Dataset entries
==========

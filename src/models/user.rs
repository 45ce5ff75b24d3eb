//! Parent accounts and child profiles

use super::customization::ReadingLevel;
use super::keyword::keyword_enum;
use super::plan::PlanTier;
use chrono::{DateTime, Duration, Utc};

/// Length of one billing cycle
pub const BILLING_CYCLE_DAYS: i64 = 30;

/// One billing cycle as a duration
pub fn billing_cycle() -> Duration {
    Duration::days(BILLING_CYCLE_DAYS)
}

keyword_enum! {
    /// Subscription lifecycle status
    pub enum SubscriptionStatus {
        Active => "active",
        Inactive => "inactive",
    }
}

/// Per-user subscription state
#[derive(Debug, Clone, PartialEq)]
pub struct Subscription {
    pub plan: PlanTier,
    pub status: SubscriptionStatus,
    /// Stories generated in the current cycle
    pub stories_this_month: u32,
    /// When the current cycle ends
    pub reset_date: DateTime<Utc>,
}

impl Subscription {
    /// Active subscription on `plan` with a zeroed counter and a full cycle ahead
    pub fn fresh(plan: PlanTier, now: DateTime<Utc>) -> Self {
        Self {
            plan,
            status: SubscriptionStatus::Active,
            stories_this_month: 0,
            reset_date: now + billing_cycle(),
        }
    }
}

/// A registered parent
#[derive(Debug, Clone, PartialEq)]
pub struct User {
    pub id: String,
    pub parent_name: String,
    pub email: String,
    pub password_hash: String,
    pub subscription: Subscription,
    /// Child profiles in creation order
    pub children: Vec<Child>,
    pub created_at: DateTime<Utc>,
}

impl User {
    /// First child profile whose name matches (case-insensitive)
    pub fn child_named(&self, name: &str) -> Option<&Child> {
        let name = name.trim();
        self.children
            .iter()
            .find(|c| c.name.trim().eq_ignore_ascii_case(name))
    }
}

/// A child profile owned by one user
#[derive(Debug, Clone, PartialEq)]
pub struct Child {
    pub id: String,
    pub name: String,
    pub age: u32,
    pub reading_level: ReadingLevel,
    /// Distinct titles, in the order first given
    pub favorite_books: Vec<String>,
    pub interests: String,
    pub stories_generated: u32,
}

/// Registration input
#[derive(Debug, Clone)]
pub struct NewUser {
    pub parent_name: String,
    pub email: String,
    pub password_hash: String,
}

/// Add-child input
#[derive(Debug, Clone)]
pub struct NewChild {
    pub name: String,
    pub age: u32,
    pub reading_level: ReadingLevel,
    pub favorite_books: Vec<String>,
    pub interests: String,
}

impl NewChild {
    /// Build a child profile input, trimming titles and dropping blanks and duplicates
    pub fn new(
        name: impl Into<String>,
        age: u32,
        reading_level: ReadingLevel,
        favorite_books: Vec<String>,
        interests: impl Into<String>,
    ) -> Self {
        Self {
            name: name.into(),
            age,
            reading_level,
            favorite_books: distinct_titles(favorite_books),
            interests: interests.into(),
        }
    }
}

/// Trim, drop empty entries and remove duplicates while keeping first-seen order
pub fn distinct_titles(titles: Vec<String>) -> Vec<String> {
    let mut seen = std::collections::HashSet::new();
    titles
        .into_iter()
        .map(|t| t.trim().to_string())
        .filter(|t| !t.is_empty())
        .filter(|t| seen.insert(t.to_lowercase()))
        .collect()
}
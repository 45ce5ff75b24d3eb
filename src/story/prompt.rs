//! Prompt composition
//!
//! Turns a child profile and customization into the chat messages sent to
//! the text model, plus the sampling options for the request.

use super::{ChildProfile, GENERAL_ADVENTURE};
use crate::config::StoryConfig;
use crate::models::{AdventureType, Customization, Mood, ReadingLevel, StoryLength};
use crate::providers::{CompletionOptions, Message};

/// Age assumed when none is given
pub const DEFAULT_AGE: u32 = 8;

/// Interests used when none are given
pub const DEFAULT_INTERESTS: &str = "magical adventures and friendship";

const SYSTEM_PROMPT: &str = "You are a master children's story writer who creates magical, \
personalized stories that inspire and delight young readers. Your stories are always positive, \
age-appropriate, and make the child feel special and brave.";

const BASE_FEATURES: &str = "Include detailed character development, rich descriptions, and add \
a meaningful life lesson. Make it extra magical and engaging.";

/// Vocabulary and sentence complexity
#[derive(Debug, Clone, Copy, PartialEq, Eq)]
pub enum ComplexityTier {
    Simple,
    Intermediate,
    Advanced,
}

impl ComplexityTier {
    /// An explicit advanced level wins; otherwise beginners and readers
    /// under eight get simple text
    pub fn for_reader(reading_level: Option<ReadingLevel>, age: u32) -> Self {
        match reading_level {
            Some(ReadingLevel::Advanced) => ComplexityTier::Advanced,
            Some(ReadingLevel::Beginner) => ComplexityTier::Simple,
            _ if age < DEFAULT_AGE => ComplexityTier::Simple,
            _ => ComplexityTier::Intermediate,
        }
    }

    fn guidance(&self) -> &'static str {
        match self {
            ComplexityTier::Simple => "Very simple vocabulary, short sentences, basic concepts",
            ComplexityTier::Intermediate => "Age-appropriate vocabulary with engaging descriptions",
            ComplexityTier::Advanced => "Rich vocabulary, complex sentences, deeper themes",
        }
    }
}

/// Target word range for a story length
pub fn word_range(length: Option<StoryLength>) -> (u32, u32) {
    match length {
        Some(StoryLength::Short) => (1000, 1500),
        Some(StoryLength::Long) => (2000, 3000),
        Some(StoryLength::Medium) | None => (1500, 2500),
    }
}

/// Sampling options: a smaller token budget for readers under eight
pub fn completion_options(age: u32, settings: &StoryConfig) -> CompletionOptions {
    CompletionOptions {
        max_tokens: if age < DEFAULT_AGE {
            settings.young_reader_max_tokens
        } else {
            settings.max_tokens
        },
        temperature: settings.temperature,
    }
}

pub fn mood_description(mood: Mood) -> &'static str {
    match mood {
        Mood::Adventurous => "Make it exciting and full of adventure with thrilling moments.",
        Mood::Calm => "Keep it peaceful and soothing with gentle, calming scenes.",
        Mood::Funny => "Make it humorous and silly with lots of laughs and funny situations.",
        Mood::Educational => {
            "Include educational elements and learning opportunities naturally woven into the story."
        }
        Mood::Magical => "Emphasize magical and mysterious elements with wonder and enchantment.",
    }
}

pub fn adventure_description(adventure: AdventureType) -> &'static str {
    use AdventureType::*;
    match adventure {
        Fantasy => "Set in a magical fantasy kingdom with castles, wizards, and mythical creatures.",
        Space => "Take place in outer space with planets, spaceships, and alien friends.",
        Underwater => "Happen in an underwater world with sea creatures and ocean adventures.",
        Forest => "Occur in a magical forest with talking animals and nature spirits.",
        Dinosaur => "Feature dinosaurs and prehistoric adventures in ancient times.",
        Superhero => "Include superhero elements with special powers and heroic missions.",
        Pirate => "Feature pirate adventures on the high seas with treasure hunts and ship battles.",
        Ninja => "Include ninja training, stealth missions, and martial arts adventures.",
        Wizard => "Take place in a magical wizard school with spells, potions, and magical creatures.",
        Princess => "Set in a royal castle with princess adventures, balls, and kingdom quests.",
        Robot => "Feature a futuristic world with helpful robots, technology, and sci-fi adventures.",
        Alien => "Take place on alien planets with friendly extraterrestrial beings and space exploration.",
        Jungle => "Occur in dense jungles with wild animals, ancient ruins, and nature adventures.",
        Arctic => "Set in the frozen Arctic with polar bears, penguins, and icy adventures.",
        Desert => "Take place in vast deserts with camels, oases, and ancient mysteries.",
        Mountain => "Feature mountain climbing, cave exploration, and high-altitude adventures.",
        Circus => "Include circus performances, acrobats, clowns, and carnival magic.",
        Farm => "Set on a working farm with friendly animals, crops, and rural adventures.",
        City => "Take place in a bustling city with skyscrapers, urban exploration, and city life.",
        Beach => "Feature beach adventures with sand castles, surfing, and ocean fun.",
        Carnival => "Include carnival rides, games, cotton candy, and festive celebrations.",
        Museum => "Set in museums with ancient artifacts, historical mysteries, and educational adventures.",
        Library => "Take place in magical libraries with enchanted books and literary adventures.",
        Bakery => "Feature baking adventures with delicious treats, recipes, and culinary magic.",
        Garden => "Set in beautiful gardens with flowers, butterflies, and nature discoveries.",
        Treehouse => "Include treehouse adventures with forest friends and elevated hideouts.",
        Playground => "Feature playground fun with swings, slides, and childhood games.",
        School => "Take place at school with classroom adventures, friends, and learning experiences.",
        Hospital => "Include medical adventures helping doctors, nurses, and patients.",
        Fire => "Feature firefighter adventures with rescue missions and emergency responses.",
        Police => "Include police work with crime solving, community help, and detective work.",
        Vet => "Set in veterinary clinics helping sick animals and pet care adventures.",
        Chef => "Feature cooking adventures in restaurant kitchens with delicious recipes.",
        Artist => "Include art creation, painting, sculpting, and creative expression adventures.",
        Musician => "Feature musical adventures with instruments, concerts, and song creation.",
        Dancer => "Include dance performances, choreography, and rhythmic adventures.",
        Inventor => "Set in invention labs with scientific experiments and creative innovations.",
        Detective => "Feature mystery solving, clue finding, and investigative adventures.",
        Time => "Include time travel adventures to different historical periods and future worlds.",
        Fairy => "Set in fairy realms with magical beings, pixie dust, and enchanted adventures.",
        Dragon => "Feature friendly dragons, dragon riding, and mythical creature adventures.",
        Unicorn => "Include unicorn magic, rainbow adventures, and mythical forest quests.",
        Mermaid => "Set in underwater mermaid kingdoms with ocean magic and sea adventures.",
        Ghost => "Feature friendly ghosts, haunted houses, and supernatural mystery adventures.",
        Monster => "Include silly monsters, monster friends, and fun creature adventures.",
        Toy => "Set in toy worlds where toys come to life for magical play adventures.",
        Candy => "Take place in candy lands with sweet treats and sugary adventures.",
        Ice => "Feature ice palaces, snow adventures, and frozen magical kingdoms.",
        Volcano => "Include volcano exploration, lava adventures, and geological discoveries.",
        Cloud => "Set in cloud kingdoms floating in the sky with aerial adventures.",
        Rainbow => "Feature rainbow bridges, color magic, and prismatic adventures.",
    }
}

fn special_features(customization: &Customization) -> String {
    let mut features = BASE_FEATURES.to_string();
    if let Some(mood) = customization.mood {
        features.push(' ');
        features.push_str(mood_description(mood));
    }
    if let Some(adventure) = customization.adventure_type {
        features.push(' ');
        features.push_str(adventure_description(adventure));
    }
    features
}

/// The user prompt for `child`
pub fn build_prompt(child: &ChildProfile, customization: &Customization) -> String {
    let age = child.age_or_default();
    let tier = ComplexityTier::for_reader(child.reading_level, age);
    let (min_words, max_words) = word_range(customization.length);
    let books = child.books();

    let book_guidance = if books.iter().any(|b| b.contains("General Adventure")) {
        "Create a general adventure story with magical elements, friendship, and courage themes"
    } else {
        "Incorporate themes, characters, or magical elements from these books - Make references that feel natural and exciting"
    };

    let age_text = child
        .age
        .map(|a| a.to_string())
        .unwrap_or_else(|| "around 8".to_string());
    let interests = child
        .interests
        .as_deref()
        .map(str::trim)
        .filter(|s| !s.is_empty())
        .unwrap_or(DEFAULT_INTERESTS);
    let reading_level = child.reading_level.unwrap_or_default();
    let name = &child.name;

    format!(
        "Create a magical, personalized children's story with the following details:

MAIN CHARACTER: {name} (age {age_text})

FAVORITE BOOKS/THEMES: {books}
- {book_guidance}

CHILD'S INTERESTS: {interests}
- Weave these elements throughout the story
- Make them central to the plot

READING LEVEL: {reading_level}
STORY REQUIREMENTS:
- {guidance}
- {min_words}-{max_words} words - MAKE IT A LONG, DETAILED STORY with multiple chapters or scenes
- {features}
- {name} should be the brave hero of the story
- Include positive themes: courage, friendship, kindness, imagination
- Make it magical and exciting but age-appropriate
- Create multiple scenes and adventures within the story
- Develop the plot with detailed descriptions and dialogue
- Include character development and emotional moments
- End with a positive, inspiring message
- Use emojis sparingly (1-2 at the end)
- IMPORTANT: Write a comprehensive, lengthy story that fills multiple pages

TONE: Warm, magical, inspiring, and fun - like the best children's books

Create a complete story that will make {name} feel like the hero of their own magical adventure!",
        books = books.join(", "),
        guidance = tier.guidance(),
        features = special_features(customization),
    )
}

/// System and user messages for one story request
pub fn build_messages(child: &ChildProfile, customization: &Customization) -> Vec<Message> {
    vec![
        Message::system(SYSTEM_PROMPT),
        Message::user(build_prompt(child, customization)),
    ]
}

==========

Transcribe, exactly and without additions, the lines of the records above, beginning with the line that contains "for the request." and ending with the line that contains "pub const DEFAULT_AGE: u32 = 8;", both included.

Written solution -
//! the text model, plus the sampling options for the request.

use super::{ChildProfile, GENERAL_ADVENTURE};
use crate::config::StoryConfig;
use crate::models::{AdventureType, Customization, Mood, ReadingLevel, StoryLength};
use crate::providers::{CompletionOptions, Message};

/// Age assumed when none is given
pub const DEFAULT_AGE: u32 = 8;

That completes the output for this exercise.